## Directions for this task
Please tally the lines below that contain the string "AddTransactionState" and reply with that figure only.

## Entries provided
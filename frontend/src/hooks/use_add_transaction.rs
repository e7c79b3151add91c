use shared::{parse_amount_input, CategoryCatalog, Flow, NewTransaction, UNCATEGORIZED_ID};
use wasm_bindgen_futures::spawn_local;
use web_sys::{HtmlInputElement, HtmlSelectElement};
use yew::prelude::*;

use crate::services::DataSource;

#[derive(Clone, PartialEq)]
pub struct AddTransactionState {
    pub flow: Flow,
    pub description: String,
    pub amount: String,
    pub category_id: String,
    pub submitting: bool,
    pub form_error: Option<String>,
    pub form_success: bool,
}

#[derive(Clone, PartialEq)]
pub struct AddTransactionActions {
    pub set_flow: Callback<Flow>,
    pub on_description_change: Callback<Event>,
    pub on_amount_change: Callback<Event>,
    pub on_category_change: Callback<Event>,
    pub submit: Callback<()>,
}

/// How long the success notice stays before `on_added` fires
const SUCCESS_NOTICE_MS: u32 = 1500;

pub struct UseAddTransactionResult {
    pub state: AddTransactionState,
    pub actions: AddTransactionActions,
}

/// Form state of the add-transaction page. `on_added` fires once the data
/// source accepted the record and the success notice was shown.
///
/// The selected category always belongs to `catalog`; when the catalog is
/// replaced the selection moves to its first category.
#[hook]
pub fn use_add_transaction(data_source: &DataSource, catalog: &CategoryCatalog, on_added: Callback<()>) -> UseAddTransactionResult {
    let flow = use_state(|| Flow::Income);
    let description = use_state(String::new);
    let amount = use_state(String::new);
    let category_id = {
        let initial = selected_category("", catalog);
        use_state(move || initial)
    };
    let submitting = use_state(|| false);
    let form_error = use_state(|| None::<String>);
    let form_success = use_state(|| false);

    let set_flow = {
        let flow = flow.clone();
        use_callback((), move |selected: Flow, _| flow.set(selected))
    };

    let on_description_change = {
        let description = description.clone();
        let form_error = form_error.clone();
        use_callback((), move |e: Event, _| {
            let input: HtmlInputElement = e.target_unchecked_into();
            description.set(input.value());
            form_error.set(None);
        })
    };

    let on_amount_change = {
        let amount = amount.clone();
        let form_error = form_error.clone();
        use_callback((), move |e: Event, _| {
            let input: HtmlInputElement = e.target_unchecked_into();
            amount.set(input.value());
            form_error.set(None);
        })
    };

    let on_category_change = {
        let category_id = category_id.clone();
        use_callback((), move |e: Event, _| {
            let select: HtmlSelectElement = e.target_unchecked_into();
            category_id.set(select.value());
        })
    };

    {
        let category_id = category_id.clone();
        use_effect_with(catalog.clone(), move |catalog| {
            let selected = selected_category(&category_id, catalog);
            if selected != *category_id {
                log::debug!(target: "add-transaction", "category {} not in catalog, selecting {}", *category_id, selected);
                category_id.set(selected);
            }
            || ()
        });
    }

    let submit = {
        let data_source = data_source.clone();
        let catalog = catalog.clone();
        let flow = flow.clone();
        let description = description.clone();
        let amount = amount.clone();
        let category_id = category_id.clone();
        let submitting = submitting.clone();
        let form_error = form_error.clone();
        let form_success = form_success.clone();

        Callback::from(move |_: ()| {
            form_error.set(None);
            form_success.set(false);

            let cents = match parse_amount_input(&amount) {
                Ok(cents) => cents,
                Err(e) => {
                    form_error.set(Some(e.to_string()));
                    return;
                }
            };
            if description.trim().is_empty() {
                form_error.set(Some("Please enter a description".to_string()));
                return;
            }

            let request = NewTransaction {
                category_id: selected_category(&category_id, &catalog),
                amount_cents: signed_amount(*flow, cents),
                description: description.trim().to_string(),
                label: None,
            };

            let data_source = data_source.clone();
            let description = description.clone();
            let amount = amount.clone();
            let submitting = submitting.clone();
            let form_error = form_error.clone();
            let form_success = form_success.clone();
            let on_added = on_added.clone();

            spawn_local(async move {
                submitting.set(true);

                match data_source.add_transaction(request).await {
                    Ok(record) => {
                        log::info!(target: "add-transaction", "added record {}", record.id);
                        description.set(String::new());
                        amount.set(String::new());
                        form_success.set(true);

                        let form_success_clear = form_success.clone();
                        spawn_local(async move {
                            gloo::timers::future::TimeoutFuture::new(SUCCESS_NOTICE_MS).await;
                            form_success_clear.set(false);
                            on_added.emit(());
                        });
                    }
                    Err(e) => {
                        log::error!(target: "add-transaction", "failed to add record: {:#}", e);
                        form_error.set(Some(format!("{:#}", e)));
                    }
                }

                submitting.set(false);
            });
        })
    };

    let state = AddTransactionState {
        flow: *flow,
        description: (*description).clone(),
        amount: (*amount).clone(),
        category_id: (*category_id).clone(),
        submitting: *submitting,
        form_error: (*form_error).clone(),
        form_success: *form_success,
    };

    let actions = AddTransactionActions {
        set_flow,
        on_description_change,
        on_amount_change,
        on_category_change,
        submit,
    };

    UseAddTransactionResult { state, actions }
}

/// `current` when the catalog knows it, else the catalog's first category
fn selected_category(current: &str, catalog: &CategoryCatalog) -> String {
    if catalog.get(current).is_some() {
        return current.to_string();
    }
    catalog
        .iter()
        .next()
        .map(|category| category.id.clone())
        .unwrap_or_else(|| UNCATEGORIZED_ID.to_string())
}

/// Positive form amount signed by the selected flow
fn signed_amount(flow: Flow, cents: i64) -> i64 {
    match flow {
        Flow::Expense => -cents,
        Flow::Income | Flow::All => cents,
    }
}

#[cfg(test)]
mod tests {
    use super::*;
    use shared::Category;

    #[test]
    fn test_expense_amounts_are_negative() {
        assert_eq!(signed_amount(Flow::Expense, 1200), -1200);
        assert_eq!(signed_amount(Flow::Income, 1200), 1200);
    }

    #[test]
    fn test_selected_category_comes_from_catalog() {
        let fetched = CategoryCatalog::new(vec![
            Category::new("groceries", "Groceries", "green"),
            Category::new("rent", "Rent", "blue"),
        ]);

        // built-in default that the fetched catalog lacks
        assert_eq!(selected_category("bills", &fetched), "groceries");
        assert_eq!(selected_category("rent", &fetched), "rent");
        assert_eq!(selected_category("", &CategoryCatalog::builtin()), "bills");
        assert_eq!(selected_category("rent", &CategoryCatalog::default()), UNCATEGORIZED_ID);
    }
}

## Exercise solution
3